Membership and Memorization in LLM Knowledge Distillation
This work addresses privacy vulnerabilities in knowledge distillation for LLMs, which is crucial for deploying efficient models without compromising data confidentiality, though it is incremental in analyzing existing techniques.
The paper systematically investigates privacy risks in knowledge distillation for large language models, finding that all six examined techniques transfer membership and memorization risks from teacher to student models, with varying degrees across methods, components, and model blocks.
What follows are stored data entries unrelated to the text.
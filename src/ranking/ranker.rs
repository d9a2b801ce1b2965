//! Bounded top-K selection over scored candidates.

use std::cmp::Ordering;

use super::similarity::{checked_norm, cosine_to_percent, cosine_with_norms, round_percent};
use super::{
    CandidateRecord, Embedding, RankError, SimilarQuestion, DEFAULT_MIN_CORPUS_SIZE,
    DEFAULT_TOP_K, MAX_TOP_K,
};

/// Options controlling a ranking call.
#[derive(Debug, Clone, Copy, PartialEq)]
pub struct RankOptions {
    /// Maximum number of results (K)
    pub top_k: usize,
    /// Candidate count below which ranking is skipped
    pub min_corpus_size: usize,
    /// Drop results at or below this percentage. `None` keeps the floor inert.
    pub similarity_floor: Option<f64>,
}

impl Default for RankOptions {
    fn default() -> Self {
        Self {
            top_k: DEFAULT_TOP_K,
            min_corpus_size: DEFAULT_MIN_CORPUS_SIZE,
            similarity_floor: None,
        }
    }
}

/// A candidate annotated with its score. Lives only for one ranking call.
#[derive(Debug, Clone)]
struct ScoredCandidate<'a> {
    record: &'a CandidateRecord,
    similarity_percent: f64,
    /// Position in the input sequence
    position: usize,
}

impl ScoredCandidate<'_> {
    fn into_similar_question(self) -> SimilarQuestion {
        SimilarQuestion {
            question_summary: self.record.question_summary.clone(),
            answer: self.record.answer.clone(),
            similarity_percent: round_percent(self.similarity_percent),
        }
    }
}

/// Fixed working set of K slots. `None` is a sentinel slot with score 0.
struct TopK<'a> {
    slots: Vec<Option<ScoredCandidate<'a>>>,
}

impl<'a> TopK<'a> {
    fn new(k: usize) -> Self {
        Self {
            slots: vec![None; k],
        }
    }

    /// Offer a candidate to the working set. Returns whether it was kept.
    ///
    /// Free slots are claimed first. Once full, the candidate replaces the
    /// current minimum only when its score is strictly greater, so an equal
    /// score never displaces an earlier candidate. Among several residents
    /// tied at the minimum, the latest arrival is the one evicted.
    fn offer(&mut self, candidate: ScoredCandidate<'a>) -> bool {
        if let Some(slot) = self.slots.iter_mut().find(|slot| slot.is_none()) {
            *slot = Some(candidate);
            return true;
        }

        let weakest = self
            .slots
            .iter()
            .enumerate()
            .filter_map(|(idx, slot)| slot.as_ref().map(|c| (idx, c)))
            .min_by(|(_, a), (_, b)| {
                a.similarity_percent
                    .total_cmp(&b.similarity_percent)
                    .then(b.position.cmp(&a.position))
            })
            .map(|(idx, c)| (idx, c.similarity_percent));

        match weakest {
            Some((idx, min)) if candidate.similarity_percent > min => {
                self.slots[idx] = Some(candidate);
                true
            }
            _ => false,
        }
    }

    /// Filled slots, sentinels dropped.
    fn into_selected(self) -> Vec<ScoredCandidate<'a>> {
        self.slots.into_iter().flatten().collect()
    }
}

/// Ranks answered questions against a query embedding.
///
/// Stateless apart from its options; one instance can serve any number of
/// concurrent calls.
#[derive(Debug, Clone)]
pub struct Ranker {
    options: RankOptions,
}

impl Ranker {
    /// Create a ranker, validating the options.
    pub fn new(options: RankOptions) -> Result<Self, RankError> {
        if options.top_k == 0 {
            return Err(RankError::InvalidConfiguration(
                "top_k must be greater than 0".to_string(),
            ));
        }

        if options.top_k > MAX_TOP_K {
            return Err(RankError::InvalidConfiguration(format!(
                "top_k must be at most {MAX_TOP_K}, got {}",
                options.top_k
            )));
        }

        if let Some(floor) = options.similarity_floor {
            if !floor.is_finite() || !(0.0..=100.0).contains(&floor) {
                return Err(RankError::InvalidConfiguration(format!(
                    "similarity floor must be between 0 and 100, got {floor}"
                )));
            }
        }

        Ok(Self { options })
    }

    pub fn options(&self) -> &RankOptions {
        &self.options
    }

    /// Rank `candidates` against `query`.
    ///
    /// Candidate order matters: on equal scores the earlier candidate wins.
    /// Returns an empty list when there are fewer than `min_corpus_size`
    /// candidates, without inspecting any embedding.
    pub fn rank(
        &self,
        query: &[f32],
        candidates: &[(Embedding, CandidateRecord)],
    ) -> Result<Vec<SimilarQuestion>, RankError> {
        if candidates.len() < self.options.min_corpus_size {
            log::debug!(
                "skipping ranking: {} candidates, need at least {}",
                candidates.len(),
                self.options.min_corpus_size
            );
            return Ok(vec![]);
        }

        let query_norm = checked_norm(query, None)?;

        let mut top = TopK::new(self.options.top_k);
        for (position, (embedding, record)) in candidates.iter().enumerate() {
            if embedding.len() != query.len() {
                return Err(RankError::invalid_embedding(
                    Some(position),
                    format!(
                        "dimension mismatch: expected {}, got {}",
                        query.len(),
                        embedding.len()
                    ),
                ));
            }

            let norm = checked_norm(embedding, Some(position))?;
            let cosine = cosine_with_norms(query, embedding, query_norm, norm);

            top.offer(ScoredCandidate {
                record,
                similarity_percent: cosine_to_percent(cosine),
                position,
            });
        }

        let mut selected = top.into_selected();

        if let Some(floor) = self.options.similarity_floor {
            selected.retain(|c| c.similarity_percent > floor);
        }

        selected.sort_by(|a, b| match b.similarity_percent.total_cmp(&a.similarity_percent) {
            Ordering::Equal => a.position.cmp(&b.position),
            ord => ord,
        });

        log::debug!(
            "ranked {} candidates, {} selected",
            candidates.len(),
            selected.len()
        );

        Ok(selected
            .into_iter()
            .map(ScoredCandidate::into_similar_question)
            .collect())
    }
}

/// Rank with an explicit K and corpus minimum, floor inactive.
pub fn rank(
    query: &[f32],
    candidates: &[(Embedding, CandidateRecord)],
    top_k: usize,
    min_corpus_size: usize,
) -> Result<Vec<SimilarQuestion>, RankError> {
    Ranker::new(RankOptions {
        top_k,
        min_corpus_size,
        similarity_floor: None,
    })?
    .rank(query, candidates)
}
Recent advances in Knowledge Distillation (KD) aim to mitigate the high computational demands of Large Language Models (LLMs) by transferring knowledge from a large ''teacher'' to a smaller ''student'' model. However, students may inherit the teacher's privacy when the teacher is trained on private data. In this work, we systematically characterize and investigate membership and memorization privacy risks inherent in six LLM KD techniques. Using instruction-tuning settings that span seven NLP tasks, together with three teacher model families (GPT-2, LLAMA-2, and OPT), and various size student models, we demonstrate that all existing LLM KD approaches carry membership and memorization privacy risks from the teacher to its students. However, the extent of privacy risks varies across different KD techniques. We systematically analyse how key LLM KD components (KD objective functions, student training data and NLP tasks) impact such privacy risks. We also demonstrate a significant disagreement between memorization and membership privacy risks of LLM KD techniques. Finally, we characterize per-block privacy risk and demonstrate that the privacy risk varies across different blocks by a large margin.